TRY IT:
Go through the data below. Pull out every line that has the word "Optional".

RECORDS FOR THE EXERCISE:

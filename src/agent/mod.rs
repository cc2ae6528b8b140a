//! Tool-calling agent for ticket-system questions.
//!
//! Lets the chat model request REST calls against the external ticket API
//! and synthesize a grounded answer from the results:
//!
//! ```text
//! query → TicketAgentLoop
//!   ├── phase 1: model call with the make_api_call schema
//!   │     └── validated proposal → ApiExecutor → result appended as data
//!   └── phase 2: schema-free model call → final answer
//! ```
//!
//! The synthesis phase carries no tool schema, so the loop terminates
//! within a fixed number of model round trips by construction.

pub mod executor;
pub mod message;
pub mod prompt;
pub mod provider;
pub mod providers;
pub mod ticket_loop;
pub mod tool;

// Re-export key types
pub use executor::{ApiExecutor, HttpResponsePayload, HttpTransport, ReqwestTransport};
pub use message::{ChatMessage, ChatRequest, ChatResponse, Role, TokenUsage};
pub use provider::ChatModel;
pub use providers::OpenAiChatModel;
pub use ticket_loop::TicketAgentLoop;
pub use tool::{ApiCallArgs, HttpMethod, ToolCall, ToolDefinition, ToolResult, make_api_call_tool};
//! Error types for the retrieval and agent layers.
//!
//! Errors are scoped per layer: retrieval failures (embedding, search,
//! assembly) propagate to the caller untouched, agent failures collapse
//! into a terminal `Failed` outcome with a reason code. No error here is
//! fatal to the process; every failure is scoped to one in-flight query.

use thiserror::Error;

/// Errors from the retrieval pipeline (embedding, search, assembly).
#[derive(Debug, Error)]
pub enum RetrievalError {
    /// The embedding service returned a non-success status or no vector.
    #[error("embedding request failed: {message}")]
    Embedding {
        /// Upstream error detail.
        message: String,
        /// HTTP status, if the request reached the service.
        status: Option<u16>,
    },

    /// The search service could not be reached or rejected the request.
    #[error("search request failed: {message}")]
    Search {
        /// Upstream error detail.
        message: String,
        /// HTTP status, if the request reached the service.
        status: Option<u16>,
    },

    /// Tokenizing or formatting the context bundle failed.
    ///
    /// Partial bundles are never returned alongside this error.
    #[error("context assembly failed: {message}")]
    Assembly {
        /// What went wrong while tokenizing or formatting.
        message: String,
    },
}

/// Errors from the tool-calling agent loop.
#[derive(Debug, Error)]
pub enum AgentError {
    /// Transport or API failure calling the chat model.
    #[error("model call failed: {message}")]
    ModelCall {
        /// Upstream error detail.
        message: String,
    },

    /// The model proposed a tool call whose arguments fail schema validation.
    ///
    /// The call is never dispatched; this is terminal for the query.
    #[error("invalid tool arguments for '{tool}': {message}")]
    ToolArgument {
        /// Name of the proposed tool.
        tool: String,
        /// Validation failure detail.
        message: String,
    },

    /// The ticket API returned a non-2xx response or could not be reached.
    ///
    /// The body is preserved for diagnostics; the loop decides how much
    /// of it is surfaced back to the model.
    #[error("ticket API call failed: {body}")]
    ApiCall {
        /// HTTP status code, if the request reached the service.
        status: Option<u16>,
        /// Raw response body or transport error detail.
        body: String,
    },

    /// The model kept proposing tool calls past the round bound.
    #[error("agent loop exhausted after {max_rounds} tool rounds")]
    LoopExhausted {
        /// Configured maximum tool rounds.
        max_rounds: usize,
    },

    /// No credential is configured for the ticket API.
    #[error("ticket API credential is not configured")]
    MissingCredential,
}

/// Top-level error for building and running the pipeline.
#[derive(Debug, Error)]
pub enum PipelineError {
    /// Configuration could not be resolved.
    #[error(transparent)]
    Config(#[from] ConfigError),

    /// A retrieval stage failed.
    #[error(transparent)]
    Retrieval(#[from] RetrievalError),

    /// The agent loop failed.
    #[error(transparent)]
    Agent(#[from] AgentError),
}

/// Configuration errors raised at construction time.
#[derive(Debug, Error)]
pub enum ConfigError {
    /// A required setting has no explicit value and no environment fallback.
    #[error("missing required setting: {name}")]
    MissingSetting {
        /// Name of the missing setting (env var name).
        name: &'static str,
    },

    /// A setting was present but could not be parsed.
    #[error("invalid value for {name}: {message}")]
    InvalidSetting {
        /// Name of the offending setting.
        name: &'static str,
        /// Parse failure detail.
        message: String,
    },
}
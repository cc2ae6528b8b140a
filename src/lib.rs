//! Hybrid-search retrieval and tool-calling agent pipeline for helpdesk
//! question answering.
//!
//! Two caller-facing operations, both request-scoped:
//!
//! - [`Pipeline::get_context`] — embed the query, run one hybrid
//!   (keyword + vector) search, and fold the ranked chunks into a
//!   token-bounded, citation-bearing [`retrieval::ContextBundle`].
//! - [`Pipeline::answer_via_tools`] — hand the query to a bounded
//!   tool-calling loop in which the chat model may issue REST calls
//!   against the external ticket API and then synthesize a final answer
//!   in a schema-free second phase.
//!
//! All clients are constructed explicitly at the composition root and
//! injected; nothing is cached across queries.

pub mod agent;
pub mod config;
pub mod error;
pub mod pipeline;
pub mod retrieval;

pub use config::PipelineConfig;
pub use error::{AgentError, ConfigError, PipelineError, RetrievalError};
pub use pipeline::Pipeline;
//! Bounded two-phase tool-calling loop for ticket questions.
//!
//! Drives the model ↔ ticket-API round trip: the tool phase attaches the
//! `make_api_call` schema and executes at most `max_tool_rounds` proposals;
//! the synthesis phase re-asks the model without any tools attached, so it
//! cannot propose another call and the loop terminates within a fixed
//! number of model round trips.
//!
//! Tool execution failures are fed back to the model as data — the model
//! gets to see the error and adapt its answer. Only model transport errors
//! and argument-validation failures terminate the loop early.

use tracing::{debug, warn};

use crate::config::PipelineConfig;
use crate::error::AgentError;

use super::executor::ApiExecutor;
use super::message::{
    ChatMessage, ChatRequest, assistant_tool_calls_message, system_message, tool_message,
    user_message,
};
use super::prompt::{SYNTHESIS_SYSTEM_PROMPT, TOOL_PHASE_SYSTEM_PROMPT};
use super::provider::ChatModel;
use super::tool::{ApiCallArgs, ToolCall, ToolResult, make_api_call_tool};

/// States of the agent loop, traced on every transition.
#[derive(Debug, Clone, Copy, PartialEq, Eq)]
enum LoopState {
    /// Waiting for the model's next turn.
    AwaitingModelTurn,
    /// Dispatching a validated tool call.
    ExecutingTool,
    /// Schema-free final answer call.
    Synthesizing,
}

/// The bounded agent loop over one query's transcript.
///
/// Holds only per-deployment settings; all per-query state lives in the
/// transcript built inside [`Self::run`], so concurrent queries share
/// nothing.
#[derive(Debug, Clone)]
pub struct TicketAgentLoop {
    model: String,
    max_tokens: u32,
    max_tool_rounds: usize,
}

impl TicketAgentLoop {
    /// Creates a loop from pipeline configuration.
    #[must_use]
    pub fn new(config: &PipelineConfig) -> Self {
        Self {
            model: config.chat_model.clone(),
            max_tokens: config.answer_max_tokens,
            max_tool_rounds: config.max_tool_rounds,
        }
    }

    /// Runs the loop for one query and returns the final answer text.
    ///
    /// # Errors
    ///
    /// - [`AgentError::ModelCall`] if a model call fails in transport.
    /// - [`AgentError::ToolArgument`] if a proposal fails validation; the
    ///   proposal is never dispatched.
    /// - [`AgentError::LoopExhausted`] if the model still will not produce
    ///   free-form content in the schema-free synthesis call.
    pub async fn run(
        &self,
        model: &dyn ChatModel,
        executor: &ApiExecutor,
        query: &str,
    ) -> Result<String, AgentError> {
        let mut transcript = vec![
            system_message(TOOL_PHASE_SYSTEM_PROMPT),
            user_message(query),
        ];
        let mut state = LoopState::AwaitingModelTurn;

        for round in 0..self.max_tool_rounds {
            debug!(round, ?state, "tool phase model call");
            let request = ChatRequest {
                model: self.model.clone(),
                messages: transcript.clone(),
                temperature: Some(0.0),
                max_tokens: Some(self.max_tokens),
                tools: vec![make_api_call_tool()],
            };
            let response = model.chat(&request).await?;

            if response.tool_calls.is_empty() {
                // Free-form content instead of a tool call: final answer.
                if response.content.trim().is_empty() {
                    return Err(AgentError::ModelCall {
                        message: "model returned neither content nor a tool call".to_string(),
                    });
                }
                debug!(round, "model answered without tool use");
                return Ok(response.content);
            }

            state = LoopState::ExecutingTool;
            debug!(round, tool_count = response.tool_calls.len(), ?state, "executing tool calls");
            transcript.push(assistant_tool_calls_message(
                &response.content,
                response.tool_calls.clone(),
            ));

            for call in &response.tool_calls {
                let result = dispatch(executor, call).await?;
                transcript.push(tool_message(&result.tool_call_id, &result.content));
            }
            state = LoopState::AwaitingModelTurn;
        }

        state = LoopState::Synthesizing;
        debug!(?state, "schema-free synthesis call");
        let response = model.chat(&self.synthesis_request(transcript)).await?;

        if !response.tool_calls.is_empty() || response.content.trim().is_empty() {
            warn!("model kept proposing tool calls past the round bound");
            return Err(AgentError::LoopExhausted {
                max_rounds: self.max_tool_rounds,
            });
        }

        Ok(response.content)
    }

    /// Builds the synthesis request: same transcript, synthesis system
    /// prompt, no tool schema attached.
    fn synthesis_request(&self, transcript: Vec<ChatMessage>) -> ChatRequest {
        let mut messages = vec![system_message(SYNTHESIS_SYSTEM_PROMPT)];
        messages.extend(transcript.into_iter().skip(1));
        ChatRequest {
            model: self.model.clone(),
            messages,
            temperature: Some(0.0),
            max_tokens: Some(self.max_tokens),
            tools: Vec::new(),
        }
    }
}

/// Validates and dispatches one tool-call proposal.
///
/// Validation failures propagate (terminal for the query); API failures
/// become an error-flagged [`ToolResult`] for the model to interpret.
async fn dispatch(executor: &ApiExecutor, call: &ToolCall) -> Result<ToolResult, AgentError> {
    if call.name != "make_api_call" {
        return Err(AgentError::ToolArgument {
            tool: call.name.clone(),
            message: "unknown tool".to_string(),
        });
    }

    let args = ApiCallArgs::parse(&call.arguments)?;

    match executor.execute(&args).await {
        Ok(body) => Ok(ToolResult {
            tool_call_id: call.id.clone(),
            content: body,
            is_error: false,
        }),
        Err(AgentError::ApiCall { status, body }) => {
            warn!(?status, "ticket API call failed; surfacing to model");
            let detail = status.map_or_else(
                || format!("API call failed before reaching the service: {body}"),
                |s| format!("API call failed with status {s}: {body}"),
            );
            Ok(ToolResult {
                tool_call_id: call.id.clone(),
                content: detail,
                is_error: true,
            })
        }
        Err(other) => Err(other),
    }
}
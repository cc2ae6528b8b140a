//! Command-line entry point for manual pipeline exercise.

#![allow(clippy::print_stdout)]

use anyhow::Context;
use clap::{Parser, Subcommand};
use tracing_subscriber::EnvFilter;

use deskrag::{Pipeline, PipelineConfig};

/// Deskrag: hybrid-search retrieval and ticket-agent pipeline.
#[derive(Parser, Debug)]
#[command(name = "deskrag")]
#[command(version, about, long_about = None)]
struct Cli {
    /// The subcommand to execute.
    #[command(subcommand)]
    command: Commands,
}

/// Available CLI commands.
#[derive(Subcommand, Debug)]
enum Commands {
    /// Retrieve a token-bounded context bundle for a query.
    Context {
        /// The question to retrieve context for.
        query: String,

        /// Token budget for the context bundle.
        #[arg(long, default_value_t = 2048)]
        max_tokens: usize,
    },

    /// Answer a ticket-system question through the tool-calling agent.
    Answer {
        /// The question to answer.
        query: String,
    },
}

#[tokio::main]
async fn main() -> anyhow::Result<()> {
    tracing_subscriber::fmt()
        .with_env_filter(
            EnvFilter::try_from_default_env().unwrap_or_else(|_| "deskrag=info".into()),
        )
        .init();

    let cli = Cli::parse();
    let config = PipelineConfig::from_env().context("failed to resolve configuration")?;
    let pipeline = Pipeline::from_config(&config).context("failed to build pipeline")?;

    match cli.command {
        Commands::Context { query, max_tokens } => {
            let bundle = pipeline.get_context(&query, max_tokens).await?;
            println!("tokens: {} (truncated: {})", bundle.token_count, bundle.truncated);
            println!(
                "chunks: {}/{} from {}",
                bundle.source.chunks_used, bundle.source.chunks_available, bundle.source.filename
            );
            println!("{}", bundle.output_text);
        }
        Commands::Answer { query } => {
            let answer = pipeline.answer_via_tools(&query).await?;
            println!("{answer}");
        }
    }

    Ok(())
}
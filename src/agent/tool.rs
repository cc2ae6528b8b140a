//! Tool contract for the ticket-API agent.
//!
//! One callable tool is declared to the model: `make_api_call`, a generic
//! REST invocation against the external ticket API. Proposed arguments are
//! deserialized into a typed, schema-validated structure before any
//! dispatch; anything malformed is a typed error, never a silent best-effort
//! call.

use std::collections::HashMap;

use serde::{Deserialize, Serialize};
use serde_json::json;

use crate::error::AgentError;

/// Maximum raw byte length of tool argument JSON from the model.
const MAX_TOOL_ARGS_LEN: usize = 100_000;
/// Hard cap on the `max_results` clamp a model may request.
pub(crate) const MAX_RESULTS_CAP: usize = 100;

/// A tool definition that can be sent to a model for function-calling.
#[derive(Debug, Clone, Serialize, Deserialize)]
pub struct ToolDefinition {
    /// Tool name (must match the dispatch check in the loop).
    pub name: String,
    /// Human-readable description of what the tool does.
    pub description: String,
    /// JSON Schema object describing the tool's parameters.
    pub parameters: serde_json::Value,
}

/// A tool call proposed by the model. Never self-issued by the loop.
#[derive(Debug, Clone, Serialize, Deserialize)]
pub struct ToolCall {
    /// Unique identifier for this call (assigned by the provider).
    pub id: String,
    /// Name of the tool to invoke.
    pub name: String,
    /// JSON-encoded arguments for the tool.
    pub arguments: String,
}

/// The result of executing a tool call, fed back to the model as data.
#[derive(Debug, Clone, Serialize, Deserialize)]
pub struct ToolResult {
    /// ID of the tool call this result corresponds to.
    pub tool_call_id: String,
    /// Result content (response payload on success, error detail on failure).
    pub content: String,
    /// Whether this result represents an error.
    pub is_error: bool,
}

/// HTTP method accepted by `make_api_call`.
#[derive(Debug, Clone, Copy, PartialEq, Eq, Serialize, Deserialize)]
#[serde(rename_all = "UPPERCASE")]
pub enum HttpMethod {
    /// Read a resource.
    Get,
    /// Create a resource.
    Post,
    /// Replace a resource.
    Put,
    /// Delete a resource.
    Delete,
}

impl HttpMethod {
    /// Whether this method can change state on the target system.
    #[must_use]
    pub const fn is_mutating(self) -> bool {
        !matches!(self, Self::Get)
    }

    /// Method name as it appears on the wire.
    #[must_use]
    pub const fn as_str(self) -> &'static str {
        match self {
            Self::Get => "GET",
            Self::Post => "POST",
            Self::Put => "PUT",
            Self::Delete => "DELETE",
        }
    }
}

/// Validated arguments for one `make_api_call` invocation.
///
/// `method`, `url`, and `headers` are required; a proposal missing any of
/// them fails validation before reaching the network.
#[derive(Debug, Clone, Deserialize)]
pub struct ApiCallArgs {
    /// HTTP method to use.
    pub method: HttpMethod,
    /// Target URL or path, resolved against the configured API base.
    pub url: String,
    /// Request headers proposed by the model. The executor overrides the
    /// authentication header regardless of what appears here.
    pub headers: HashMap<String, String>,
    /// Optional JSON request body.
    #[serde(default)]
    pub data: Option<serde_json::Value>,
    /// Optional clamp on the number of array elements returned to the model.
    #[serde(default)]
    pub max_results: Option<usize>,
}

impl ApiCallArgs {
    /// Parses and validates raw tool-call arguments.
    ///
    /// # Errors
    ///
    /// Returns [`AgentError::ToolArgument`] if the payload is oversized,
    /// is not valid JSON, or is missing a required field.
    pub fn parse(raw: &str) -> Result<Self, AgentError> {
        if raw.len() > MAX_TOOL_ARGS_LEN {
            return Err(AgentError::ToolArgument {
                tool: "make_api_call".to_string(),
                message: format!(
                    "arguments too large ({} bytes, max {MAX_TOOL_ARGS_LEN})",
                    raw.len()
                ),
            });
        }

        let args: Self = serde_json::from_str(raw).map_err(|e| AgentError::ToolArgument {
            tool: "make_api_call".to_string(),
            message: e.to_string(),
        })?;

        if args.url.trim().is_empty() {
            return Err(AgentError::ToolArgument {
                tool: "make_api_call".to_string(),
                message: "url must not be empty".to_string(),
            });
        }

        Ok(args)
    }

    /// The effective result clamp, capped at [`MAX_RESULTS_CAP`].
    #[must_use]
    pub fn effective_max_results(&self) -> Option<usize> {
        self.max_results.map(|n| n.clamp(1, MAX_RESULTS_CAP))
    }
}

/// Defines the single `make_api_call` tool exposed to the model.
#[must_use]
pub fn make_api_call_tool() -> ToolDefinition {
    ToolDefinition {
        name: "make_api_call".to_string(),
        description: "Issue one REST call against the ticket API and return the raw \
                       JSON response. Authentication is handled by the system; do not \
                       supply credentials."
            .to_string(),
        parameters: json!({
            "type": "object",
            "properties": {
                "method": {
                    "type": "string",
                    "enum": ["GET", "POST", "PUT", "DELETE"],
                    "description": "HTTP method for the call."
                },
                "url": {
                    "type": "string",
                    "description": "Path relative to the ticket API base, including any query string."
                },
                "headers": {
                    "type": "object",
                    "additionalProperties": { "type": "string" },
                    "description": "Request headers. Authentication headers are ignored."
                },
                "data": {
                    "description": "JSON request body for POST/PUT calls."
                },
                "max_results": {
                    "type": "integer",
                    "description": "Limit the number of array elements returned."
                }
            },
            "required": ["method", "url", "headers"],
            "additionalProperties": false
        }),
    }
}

OUTPUT OF THE EXERCISE:
    /// Optional JSON request body.
    /// Optional clamp on the number of array elements returned to the model.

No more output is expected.